Sometimes the call came from a fiery Catholic nun, other times from an impassioned Pentecostal preacher. But over 20,000 participants at this summer’s Congress on the Holy Spirit and World Evangelization heard a repeated summons to worldwide evangelization.
Attendance at the five-day workshop and worship event, held in the Indianapolis Hoosier Dome, fell short of an expected 25,000. But there was no lack of enthusiasm: Exuberant worshipers joined hands and ringed the arena in the evenings for spontaneous singing and dancing; thousands flocked to afternoon workshops on evangelism.
The conference built on the evangelistic emphasis of previous, similar events, such as the 1987 congress held in the New Orleans Superdome. While the New Orleans conference emphasized using spiritual gifts, including healing and speaking in tongues, to reach the world, this year’s emphasis, said congress chairman Vinson Synan, did more to “point to the end of the century, challenging the whole charismatic movement to become aggressive evangelistically.”
There was no lack of the hallmark charismatic emphasis on signs and wonders and the power of the Holy Spirit, but, according to organizers, the congress theme, “Evangelize the World, Now!” captured more of charismatics’ growing evangelistic urgency.
Speakers at the evening worship services frequently challenged what they saw as North Americans’ complacency and lack of commitment to carrying the gospel to the world’s physically poor and spiritually lost. The early Christians did not just “enjoy” Pentecost, argued Sister Linda Koontz, head of a Catholic outreach ministry among the poor.

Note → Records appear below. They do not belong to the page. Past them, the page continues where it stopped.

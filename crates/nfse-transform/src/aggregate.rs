use polars::prelude::DataFrame;
use tracing::debug;

use nfse_model::{RegionTotals, SourceRole};

use crate::data_utils::{column_f64, column_strings, require_column};
use crate::error::Result;

/// Sum `value` per distinct `group`, ordered by group.
///
/// Rows with an empty group or an unreadable value are left out; their count
/// is returned alongside the totals.
pub fn region_totals(
    df: &DataFrame,
    group: &str,
    value: &str,
    table: SourceRole,
) -> Result<(RegionTotals, usize)> {
    require_column(df, table, group)?;
    require_column(df, table, value)?;
    let groups = column_strings(df, group)?;
    let values = column_f64(df, value)?;

    let mut totals = RegionTotals::new();
    let mut skipped = 0usize;
    for (key, amount) in groups.iter().zip(values) {
        let key = key.trim();
        match amount {
            Some(amount) if !key.is_empty() => {
                *totals.entry(key.to_string()).or_insert(0.0) += amount;
            }
            _ => skipped += 1,
        }
    }
    debug!(
        table = %table,
        input_rows = df.height(),
        regions = totals.len(),
        skipped,
        "regional totals computed"
    );
    Ok((totals, skipped))
}

#[cfg(test)]
mod tests {
    use super::*;
    use polars::prelude::Column;

    #[test]
    fn sums_per_region() {
        let df = DataFrame::new(vec![
            Column::new("region_code".into(), vec!["SP", "RJ", "SP", "", "MG"]),
            Column::new("amount".into(), vec![Some(60.0), Some(50.0), Some(40.0), Some(9.0), None]),
        ])
        .unwrap();
        let (totals, skipped) =
            region_totals(&df, "region_code", "amount", SourceRole::Authority).unwrap();
        assert_eq!(totals.len(), 2);
        assert_eq!(totals.get("SP"), Some(&100.0));
        assert_eq!(totals.get("RJ"), Some(&50.0));
        assert_eq!(skipped, 2);
        let order: Vec<&str> = totals.keys().map(String::as_str).collect();
        assert_eq!(order, vec!["RJ", "SP"]);
    }

    #[test]
    fn empty_table_has_no_totals() {
        let df = DataFrame::new(vec![
            Column::new("region_code".into(), Vec::<String>::new()),
            Column::new("amount".into(), Vec::<f64>::new()),
        ])
        .unwrap();
        let (totals, skipped) =
            region_totals(&df, "region_code", "amount", SourceRole::Ledger).unwrap();
        assert!(totals.is_empty());
        assert_eq!(skipped, 0);
    }
}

Koontz shared the platform that evening with a slate of speakers who urged hearers to share the gospel, even in blighted and violence-ridden urban areas, even if it meant facing martyrdom.
The following evening, South African evangelist Michael Cassidy referred to the emphasis on reaching the poor, the young, and those in the inner city: “I believe the charismatic renewal last night came of age.”
Attendance Down
Conference planners cited the seriousness of the evangelistic emphasis as a factor in the shortfall in the number of registrants. Catholic William Beatty, vice-chairman of the North American Renewal Service Committee (NARSC), explained during an evening worship service, “This is not a ‘bless me’ conference. If it were, it would be a filled conference. There was a sorting.”
NARSC steering committee member Bishop Ithiel Clemmons (of the Church of God in Christ) seemed to echo organizers’ optimism that the congress’s smaller attendance (about 15,000 fewer than the 1987 New Orleans gathering) did not signal a waning of influence. Clemmons said the event’s “vitality is mightier than [its] size,” that the strong call for evangelization would end up having a greater impact on the church than previous congresses, despite the lower number of registrants.
There were other explanations for this year’s smaller attendance. Congress workshop leader and Fuller Theological Seminary professor C. Peter Wagner argued, “It may be that there’s not as much of a need for a meeting of self-identified charismatics in 1990 that there was in 1977 [the year of the Kansas City Conference on Charismatic Renewal]. That in itself would say that what’s happening is diffused through the churches.” As charismatic concerns have become addressed or absorbed by the denominations, some argue, the need for “megaconferences” has declined.
Even so, representatives at this year’s congress from 40 denominations and 50 nations indicated that the gatherings still cut a wide swath of influence in the broader church. Morning sessions were devoted to denominational meetings (the largest of the 13 gatherings was hosted by Catholics, with Episcopalians and “nondenominational” groups offering sessions with attendances well into the hundreds). Synan claimed that this congress was perhaps the most “representative Christian congress ever to meet in North America.”
Catholics made up the largest percentage of attenders (almost 50%), while the Pentecostal denominations (almost 4%) turned out in larger numbers than at the previous congresses. Conference organizers put little stock in suggestions that the strong Catholic presence might have kept more fundamentalist Pentecostals and charismatics away. They noted that leaders of practically all the Pentecostal denominations were represented.
Charismatic Southern Baptists?
Another sign of the congress’s growing diversity was the sizable, visible presence of “third wave” Christians. Their Conference on Spiritual Renewal (CSR) sponsored well-attended morning sessions, drawing participants largely from the Church of Christ and Southern Baptists, according to Synan.
Traditional evangelical groups also had a greater presence than in earlier congresses. World Vision and InterVarsity Christian Fellowship, for example, were represented among the scores of booths in the exposition hall. The board of InterVarsity Christian Fellowship was attending a portion of the congress as a group, Synan noted.
Virgil Vogt, NARSC steering committee member and Mennonite pastor of the Evanston, Illinois, Reba Place Church, noted that some renewal leaders felt that Pentecostal and charismatic renewal was “at a kind of turning point” in its life and ministry and sense of mission. He suggested that the congress will have played its part by offering Christians “a call to be ready to go into the world in a very sacrificial way, to open our lives and our ministries to the peoples of the world.”